Visualising bivariate data

Let's now turn our attention to situations where we don't just have one, but two variables. Most often, we are interested in assessing how these two variables relate to one another. This can be achieved by creating bivariate plots.

Bivariate data can contain a combination of qualitative and quantitative variables. Let's look at these combinations one at a time.

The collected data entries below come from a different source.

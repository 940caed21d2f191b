//! Local/local storage: the storage area is a second directory

use std::fs;
use std::path::{Path, PathBuf};

use super::{list_tree, temp_sibling, Area, StorageBackend};
use crate::config::{ConfigError, StorageConfig, StorageType, STORAGE_AREA_KEY, STORAGE_TYPE_KEY};
use crate::error::StorageError;

/// Storage client whose storage area lives on the local filesystem
#[derive(Debug, Clone)]
pub struct LocalStorage {
    config: StorageConfig,
    local_path: PathBuf,
    storage_area: PathBuf,
}

impl LocalStorage {
    /// Build from a `storage_type = "local"` profile
    pub fn new(config: StorageConfig) -> Result<Self, StorageError> {
        let storage_type = config.validate()?;
        if storage_type != StorageType::Local {
            return Err(ConfigError::InvalidValue {
                profile: config.profile().to_string(),
                key: STORAGE_TYPE_KEY.to_string(),
                reason: format!("expected local, found {}", storage_type),
            }
            .into());
        }
        let local_path = config.local_path()?;
        let storage_area = PathBuf::from(config.require(STORAGE_AREA_KEY)?);
        Ok(Self {
            config,
            local_path,
            storage_area,
        })
    }

    /// Root of the storage area
    pub fn storage_area(&self) -> &Path {
        &self.storage_area
    }
}

impl StorageBackend for LocalStorage {
    fn config(&self) -> &StorageConfig {
        &self.config
    }

    fn local_path(&self) -> &Path {
        &self.local_path
    }

    fn ls(&self, area: Area, prefix: Option<&str>) -> Result<Vec<String>, StorageError> {
        match area {
            Area::Storage => list_tree(&self.storage_area, prefix),
            Area::Local => list_tree(&self.local_path, prefix),
        }
    }

    fn exists(&self, filename: &str) -> Result<bool, StorageError> {
        Ok(self.storage_area.join(filename).exists())
    }

    fn download(&self, filename: &str, overwrite: bool) -> Result<PathBuf, StorageError> {
        let dst = self.local_path.join(filename);
        if dst.exists() && !overwrite {
            log::debug!("{} already in staging area", dst.display());
            return Ok(dst);
        }
        copy_file(&self.storage_area.join(filename), &dst)?;
        Ok(dst)
    }

    fn upload(&self, filename: &str, overwrite: bool) -> Result<String, StorageError> {
        let dst = self.storage_area.join(filename);
        if dst.exists() && !overwrite {
            return Err(StorageError::AlreadyExists(dst.display().to_string()));
        }
        copy_file(&self.local_path.join(filename), &dst)?;
        Ok(dst.display().to_string())
    }
}

/// Copy `src` to `dst` through a temporary sibling so `dst` is either the
/// old file or the complete new one
fn copy_file(src: &Path, dst: &Path) -> Result<(), StorageError> {
    if !src.is_file() {
        return Err(StorageError::NotFound(src.display().to_string()));
    }
    if let Some(parent) = dst.parent() {
        fs::create_dir_all(parent).map_err(|e| StorageError::io(parent, e))?;
    }

    let temp_path = temp_sibling(dst);

    if let Err(e) = fs::copy(src, &temp_path) {
        let _ = fs::remove_file(&temp_path);
        return Err(StorageError::io(&temp_path, e));
    }
    fs::rename(&temp_path, dst).map_err(|e| StorageError::io(dst, e))
}
//! Storage Tools - versioned, integrity-checked dataset archives
//!
//! This crate publishes datasets from a local staging area as immutable,
//! semantically versioned zip archives carrying a SHA-256 manifest, and
//! fetches them back from interchangeable storage areas: a local
//! directory, an Azure-style blob container or an AWS-style bucket.

pub mod archive;
pub mod config;
pub mod error;
pub mod manifest;
pub mod objstore;
pub mod storage;
pub mod version;

pub use archive::{build_archive_folder, ArchiveFolder, ArchiveName, Packer, ZipPacker};
pub use config::{Settings, StorageConfig, StorageType};
pub use error::{ErrorKind, StorageError};
pub use manifest::{build_manifest, verify_archive, Manifest};
pub use objstore::{MemoryConnector, MemoryObjectStore, ObjectStore, ObjectStoreConnector};
pub use storage::{new_storage_client, Area, Backend, StorageBackend, StorageClient};
pub use version::{next_version, Increment, Version, VersionRequest, VersionSelector};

Quantitative variable vs qualitative variable

Sometimes we are interested in understanding how a quantitative variable compares between several levels or groups of a qualitative variable. For example, are protein-coding genes and non-coding RNAs expressed at the same level?

Just plot the points!

Before carrying on let's fix our theme once and for all using theme_set():

my_theme = (
  theme_bw()
  + theme(
    plot.title       = element_text( hjust=0.5, size=16 ),
    panel.grid.minor = element_blank(),
    axis.title.y     = element_text( angle = 0, vjust = 0.5 )
  )
)
theme_set( my_theme )

The simplest way to show this would be just to plot the values:

p = (
    ggplot( mean_expression, aes( x = biotype, y = log_mean_TPM ))
    + geom_point()
    + ylab( "Mean expression (log-TPM)" )
    + xlab( "Gene type" )
    + ggtitle( "Gene expression distribution in GTEx" )
)

Hmm. Not very edifying - we can't really see the distribution of points. We could try jittering them instead by updating to:

    geom_point( position = "jitter" )

But... it's ugly. Let's try something better.

Boxplots

A widely used tool for this type of question is the box plot. Box plot summarise the data by creating a box which contains the majority of the data points (more specifically, a box that represents the interquartile range). A line is used to indicate the average (median) value, and whiskers extend outside the box to indicate the full range of the data. Individual dots are also typically added to represent points that are very far away from the average value. Let's use boxplots to compare the average expression level of coding and non-coding genes.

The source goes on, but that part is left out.